We wish to dedicate this paper to the memory of Louis Bernatchez, who passed away shortly after its first submission. We are all deeply grateful to Louis, not only for leading this work but most importantly for his outstanding contributions to the field, invaluable mentorship, and boundless generosity and compassion. We are also grateful for the contribution of Yanick Soulard, William Rondeau, Francis Demers, Ariel Arsenault, Maylinda Leclerc Tremblay, Maxime Vigneault, Caroline Brûlé, and other employees of the Ministère de l'Environnement, de la Lutte contre les changements climatiques, de la Faune et des Parcs (MELCCFP), as well as Leaf River Lodge, Delay River Outfitters, and George River Lodge, for their efforts in sampling the source rivers.
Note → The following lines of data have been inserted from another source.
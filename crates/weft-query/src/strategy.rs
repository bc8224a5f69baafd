//! Strategy table: one static executor per [`Strategy`].
//!
//! An executor decides which signals run, in what order, and with which
//! seeds. It never fuses; it hands both signal outcomes back to the engine
//! as a [`Dispatch`].
//!
//! | Strategy | Semantic | Graph |
//! |----------|----------|-------|
//! | `SEMANTIC_ONLY` | query embedding | fallback only |
//! | `GRAPH_ONLY` | fallback only | concepts |
//! | `HYBRID_BALANCED` | query embedding | concepts, concurrently |
//! | `SEMANTIC_THEN_GRAPH` | query embedding | concepts + topics of top hits |
//! | `GRAPH_THEN_SEMANTIC` | query + titles of top graph hits | concepts |
//! | `CONCEPT_EXPANSION` | every expanded term | every expanded term |

use std::time::Duration;

use async_trait::async_trait;
use futures::future::join_all;
use tokio::time::Instant;
use weft_core::{Error, RequestContext, Result, SearchResult, Strategy};
use weft_graph::GraphSearchAdapter;
use weft_vector::VectorSearchAdapter;

use crate::analyzer::QueryAnalysis;
use crate::fusion::union_by_max;
use crate::metrics::SignalStatus;

// ============================================================================
// Outcomes
// ============================================================================

/// What one signal produced.
#[derive(Debug)]
pub enum SignalOutcome {
    /// The signal ran and returned these hits (possibly none).
    Hits(Vec<SearchResult>),
    /// Some sub-searches of the signal failed; these hits come from the rest.
    Partial(Vec<SearchResult>),
    /// The strategy did not run this signal.
    Skipped,
    /// The backend failed after retry.
    Failed(Error),
    /// The request deadline elapsed while the signal was running.
    TimedOut,
}

impl SignalOutcome {
    /// Classifies an adapter result.
    pub fn from_result(result: Result<Vec<SearchResult>>) -> Self {
        match result {
            Ok(hits) => SignalOutcome::Hits(hits),
            Err(Error::DeadlineExceeded { .. }) => SignalOutcome::TimedOut,
            Err(e) => SignalOutcome::Failed(e),
        }
    }

    /// Hits, if the signal succeeded.
    pub fn hits(&self) -> Option<&[SearchResult]> {
        match self {
            SignalOutcome::Hits(hits) | SignalOutcome::Partial(hits) => Some(hits),
            _ => None,
        }
    }

    /// Whether the signal failed, timed out, or lost some of its sub-searches.
    pub fn is_failure(&self) -> bool {
        matches!(
            self,
            SignalOutcome::Failed(_) | SignalOutcome::TimedOut | SignalOutcome::Partial(_)
        )
    }

    /// Status reported in the request metrics.
    pub fn status(&self) -> SignalStatus {
        match self {
            SignalOutcome::Hits(_) => SignalStatus::Ok,
            SignalOutcome::Partial(_) => SignalStatus::Partial,
            SignalOutcome::Skipped => SignalStatus::Skipped,
            SignalOutcome::Failed(_) => SignalStatus::Failed,
            SignalOutcome::TimedOut => SignalStatus::TimedOut,
        }
    }

    /// Consumes the outcome, yielding its hits or nothing.
    pub fn into_hits(self) -> Vec<SearchResult> {
        match self {
            SignalOutcome::Hits(hits) | SignalOutcome::Partial(hits) => hits,
            _ => Vec::new(),
        }
    }

    /// Human-readable failure description, for error reports.
    pub fn describe(&self) -> String {
        match self {
            SignalOutcome::Hits(hits) => format!("{} hits", hits.len()),
            SignalOutcome::Partial(hits) => format!("{} hits, some terms failed", hits.len()),
            SignalOutcome::Skipped => "skipped".to_string(),
            SignalOutcome::Failed(e) => e.to_string(),
            SignalOutcome::TimedOut => "timed out".to_string(),
        }
    }
}

/// Both signal outcomes of one strategy run, with their timings.
#[derive(Debug)]
pub struct Dispatch {
    /// Semantic signal outcome.
    pub semantic: SignalOutcome,
    /// Graph signal outcome.
    pub graph: SignalOutcome,
    /// Time spent in the semantic signal.
    pub semantic_time: Duration,
    /// Time spent in the graph signal.
    pub graph_time: Duration,
}

impl Dispatch {
    fn new(semantic: Timed, graph: Timed) -> Self {
        Self {
            semantic: semantic.0,
            graph: graph.0,
            semantic_time: semantic.1,
            graph_time: graph.1,
        }
    }

    /// Whether either signal failed or timed out.
    pub fn is_degraded(&self) -> bool {
        self.semantic.is_failure() || self.graph.is_failure()
    }
}

type Timed = (SignalOutcome, Duration);

fn skipped() -> Timed {
    (SignalOutcome::Skipped, Duration::ZERO)
}

async fn timed<F>(fut: F) -> Timed
where
    F: Future<Output = Result<Vec<SearchResult>>>,
{
    let started = Instant::now();
    let outcome = SignalOutcome::from_result(fut.await);
    (outcome, started.elapsed())
}

// ============================================================================
// Execution context
// ============================================================================

/// Everything an executor needs for one request.
pub struct ExecutionContext<'a> {
    /// Request deadline and cancellation.
    pub request: &'a RequestContext,
    /// Analysis of the query.
    pub analysis: &'a QueryAnalysis,
    /// Candidates fetched per signal.
    pub limit: usize,
    /// Minimum chunk quality for the semantic signal.
    pub quality_threshold: f32,
    /// Graph traversal depth.
    pub max_depth: usize,
    /// First-stage results used to seed the second stage.
    pub seed_top_k: usize,
    /// Cap on terms after concept expansion.
    pub max_expansion_terms: usize,
    /// Semantic signal.
    pub vector: &'a VectorSearchAdapter,
    /// Graph signal.
    pub graph: &'a GraphSearchAdapter,
}

impl ExecutionContext<'_> {
    /// Normalized query text.
    pub fn query(&self) -> &str {
        &self.analysis.normalized_query
    }

    /// Graph seeds: the detected concepts, or the whole query when none were
    /// detected (so the fuzzy matcher gets a chance).
    pub fn graph_seeds(&self) -> Vec<String> {
        if self.analysis.detected_concepts.is_empty() {
            vec![self.query().to_string()]
        } else {
            self.analysis.detected_concepts.clone()
        }
    }

    /// Embeds `text` and runs a semantic search with it.
    pub async fn semantic(&self, text: &str) -> Result<Vec<SearchResult>> {
        let embedding = self.vector.embed(self.request, text).await?;
        self.vector
            .semantic_search(self.request, &embedding, self.limit, self.quality_threshold)
            .await
    }

    /// Runs a graph search from `seeds`.
    pub async fn graph(&self, seeds: &[String]) -> Result<Vec<SearchResult>> {
        self.graph
            .graph_search(self.request, seeds, self.max_depth, self.limit)
            .await
    }

    /// Runs the semantic signal for the query, timed.
    async fn timed_semantic(&self, text: &str) -> Timed {
        timed(self.semantic(text)).await
    }

    /// Runs the graph signal, timed.
    async fn timed_graph(&self, seeds: &[String]) -> Timed {
        timed(self.graph(seeds)).await
    }
}

fn should_fall_back(outcome: &SignalOutcome) -> bool {
    matches!(outcome, SignalOutcome::Failed(e) if !e.is_interruption())
}

fn top_k(outcome: &SignalOutcome, k: usize) -> &[SearchResult] {
    let hits = outcome.hits().unwrap_or_default();
    &hits[..hits.len().min(k)]
}

// ============================================================================
// Executors
// ============================================================================

/// Runs one [`Strategy`] against the backends.
#[async_trait]
pub trait StrategyExecutor: Send + Sync {
    /// The strategy this executor implements.
    fn strategy(&self) -> Strategy;

    /// Runs the strategy.
    async fn execute(&self, cx: &ExecutionContext<'_>) -> Dispatch;
}

/// Returns the executor for `strategy`.
pub fn executor_for(strategy: Strategy) -> &'static dyn StrategyExecutor {
    match strategy {
        Strategy::SemanticOnly => &SemanticOnly,
        Strategy::GraphOnly => &GraphOnly,
        Strategy::HybridBalanced => &HybridBalanced,
        Strategy::SemanticThenGraph => &SemanticThenGraph,
        Strategy::GraphThenSemantic => &GraphThenSemantic,
        Strategy::ConceptExpansion => &ConceptExpansion,
    }
}

/// Vector only; falls back to the graph when the vector backend fails.
#[derive(Debug)]
pub struct SemanticOnly;

#[async_trait]
impl StrategyExecutor for SemanticOnly {
    fn strategy(&self) -> Strategy {
        Strategy::SemanticOnly
    }

    async fn execute(&self, cx: &ExecutionContext<'_>) -> Dispatch {
        let semantic = cx.timed_semantic(cx.query()).await;
        let graph = if should_fall_back(&semantic.0) {
            log::warn!("Semantic signal failed; falling back to graph");
            cx.timed_graph(&cx.graph_seeds()).await
        } else {
            skipped()
        };
        Dispatch::new(semantic, graph)
    }
}

/// Graph only; falls back to the vector store when the graph backend fails.
#[derive(Debug)]
pub struct GraphOnly;

#[async_trait]
impl StrategyExecutor for GraphOnly {
    fn strategy(&self) -> Strategy {
        Strategy::GraphOnly
    }

    async fn execute(&self, cx: &ExecutionContext<'_>) -> Dispatch {
        let graph = cx.timed_graph(&cx.graph_seeds()).await;
        let semantic = if should_fall_back(&graph.0) {
            log::warn!("Graph signal failed; falling back to semantic");
            cx.timed_semantic(cx.query()).await
        } else {
            skipped()
        };
        Dispatch::new(semantic, graph)
    }
}

/// Both signals concurrently.
#[derive(Debug)]
pub struct HybridBalanced;

#[async_trait]
impl StrategyExecutor for HybridBalanced {
    fn strategy(&self) -> Strategy {
        Strategy::HybridBalanced
    }

    async fn execute(&self, cx: &ExecutionContext<'_>) -> Dispatch {
        let seeds = cx.graph_seeds();
        let (semantic, graph) = tokio::join!(cx.timed_semantic(cx.query()), cx.timed_graph(&seeds));
        Dispatch::new(semantic, graph)
    }
}

/// Vector first, then the graph seeded with the topics of the top hits.
#[derive(Debug)]
pub struct SemanticThenGraph;

#[async_trait]
impl StrategyExecutor for SemanticThenGraph {
    fn strategy(&self) -> Strategy {
        Strategy::SemanticThenGraph
    }

    async fn execute(&self, cx: &ExecutionContext<'_>) -> Dispatch {
        let semantic = cx.timed_semantic(cx.query()).await;

        let mut seeds = cx.analysis.detected_concepts.clone();
        for hit in top_k(&semantic.0, cx.seed_top_k) {
            for topic in &hit.topics {
                if !seeds.iter().any(|s| s.eq_ignore_ascii_case(topic)) {
                    seeds.push(topic.clone());
                }
            }
        }
        if seeds.is_empty() {
            seeds = cx.graph_seeds();
        }
        log::debug!("Seeding graph with {} terms from semantic stage", seeds.len());

        let graph = cx.timed_graph(&seeds).await;
        Dispatch::new(semantic, graph)
    }
}

/// Graph first, then a semantic search on the query enriched with the
/// titles of the top graph hits.
#[derive(Debug)]
pub struct GraphThenSemantic;

#[async_trait]
impl StrategyExecutor for GraphThenSemantic {
    fn strategy(&self) -> Strategy {
        Strategy::GraphThenSemantic
    }

    async fn execute(&self, cx: &ExecutionContext<'_>) -> Dispatch {
        let graph = cx.timed_graph(&cx.graph_seeds()).await;

        let mut text = cx.query().to_string();
        for hit in top_k(&graph.0, cx.seed_top_k) {
            text.push(' ');
            text.push_str(&hit.title);
        }
        log::debug!("Semantic stage query: '{text}'");

        let semantic = cx.timed_semantic(&text).await;
        Dispatch::new(semantic, graph)
    }
}

/// Concepts expanded along `RELATED_TO`; every term searched on both
/// signals, per-signal sets unioned by best score.
#[derive(Debug)]
pub struct ConceptExpansion;

impl ConceptExpansion {
    async fn expand(&self, cx: &ExecutionContext<'_>) -> Vec<String> {
        let concepts = &cx.analysis.detected_concepts;
        if concepts.is_empty() {
            return vec![cx.query().to_string()];
        }

        let budget = cx.max_expansion_terms.saturating_sub(concepts.len());
        let mut terms = concepts.clone();
        match cx.graph.related_terms(cx.request, concepts, budget).await {
            Ok(related) => {
                for term in related {
                    if !terms.iter().any(|t| t.eq_ignore_ascii_case(&term)) {
                        terms.push(term);
                    }
                }
            }
            Err(e) => log::warn!("Concept expansion failed, using detected concepts: {e}"),
        }
        terms.truncate(cx.max_expansion_terms.max(1));
        terms
    }
}

/// Folds per-term outcomes: hits from every successful term, or the first
/// failure if no term succeeded. A mix of both is [`SignalOutcome::Partial`].
fn union_outcomes(outcomes: Vec<SignalOutcome>) -> SignalOutcome {
    let mut sets = Vec::new();
    let mut failure = None;
    for outcome in outcomes {
        match outcome {
            SignalOutcome::Hits(hits) => sets.push(hits),
            SignalOutcome::Partial(hits) => {
                sets.push(hits);
                failure.get_or_insert(SignalOutcome::Partial(Vec::new()));
            }
            SignalOutcome::Skipped => {}
            other => {
                failure.get_or_insert(other);
            }
        }
    }
    match failure {
        Some(failure) if sets.is_empty() => failure,
        Some(_) => {
            log::warn!("Some expanded terms failed; using partial results");
            SignalOutcome::Partial(union_by_max(sets))
        }
        None => SignalOutcome::Hits(union_by_max(sets)),
    }
}

#[async_trait]
impl StrategyExecutor for ConceptExpansion {
    fn strategy(&self) -> Strategy {
        Strategy::ConceptExpansion
    }

    async fn execute(&self, cx: &ExecutionContext<'_>) -> Dispatch {
        let terms = self.expand(cx).await;
        log::debug!("Concept expansion searching {} terms", terms.len());

        let semantic = async {
            let started = Instant::now();
            let outcomes = join_all(terms.iter().map(|t| async move {
                SignalOutcome::from_result(cx.semantic(t).await)
            }))
            .await;
            (union_outcomes(outcomes), started.elapsed())
        };
        let graph = async {
            let started = Instant::now();
            let outcomes = join_all(terms.iter().map(|t| async move {
                SignalOutcome::from_result(cx.graph(std::slice::from_ref(t)).await)
            }))
            .await;
            (union_outcomes(outcomes), started.elapsed())
        };

        let (semantic, graph) = tokio::join!(semantic, graph);
        Dispatch::new(semantic, graph)
    }
}

// ============================================================================
// Tests
// ============================================================================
We would like to thank Vanessa Cauchon and Denise Deschamps, also MELCCFP technicians, for their visual evaluation of the scales. We thank Lilian Tran and Mathilde Lapointe St-Pierre, from Makivik, for the information and contacts they provided in Kuujjuaq and for helping us promote the project in the community. We are grateful to Jason Aitchison, from Kuujjuamiut Inc., and all the employees at the Kuujjuaq marina for their contribution in managing the on-site sampling of the Koksoak R. estuary mixed stock. We are also grateful to all the fishermen who participated in the sampling of the Koksoak estuaries and Caniapiscau R. This research was carried out in conjunction with FISHES (Fostering Indigenous Small-scale Fisheries for Health, Economy, and Food Security), a project supported in part by University Laval, MELCCFP, and the governments of Canada and Québec through Genome Canada, Génome Québec, and Ontario Genomics. Finally, we wish to thank the associate editor as well as two anonymous reviewers for their valuable suggestions that have contributed to improving the quality of our work.

We declare that there are no conflicts of interest.

Individual read raw sequences will be available at the Sequence Read Archive (SRA) (Project Accession Nos.: PRJNA1039799) upon acceptance.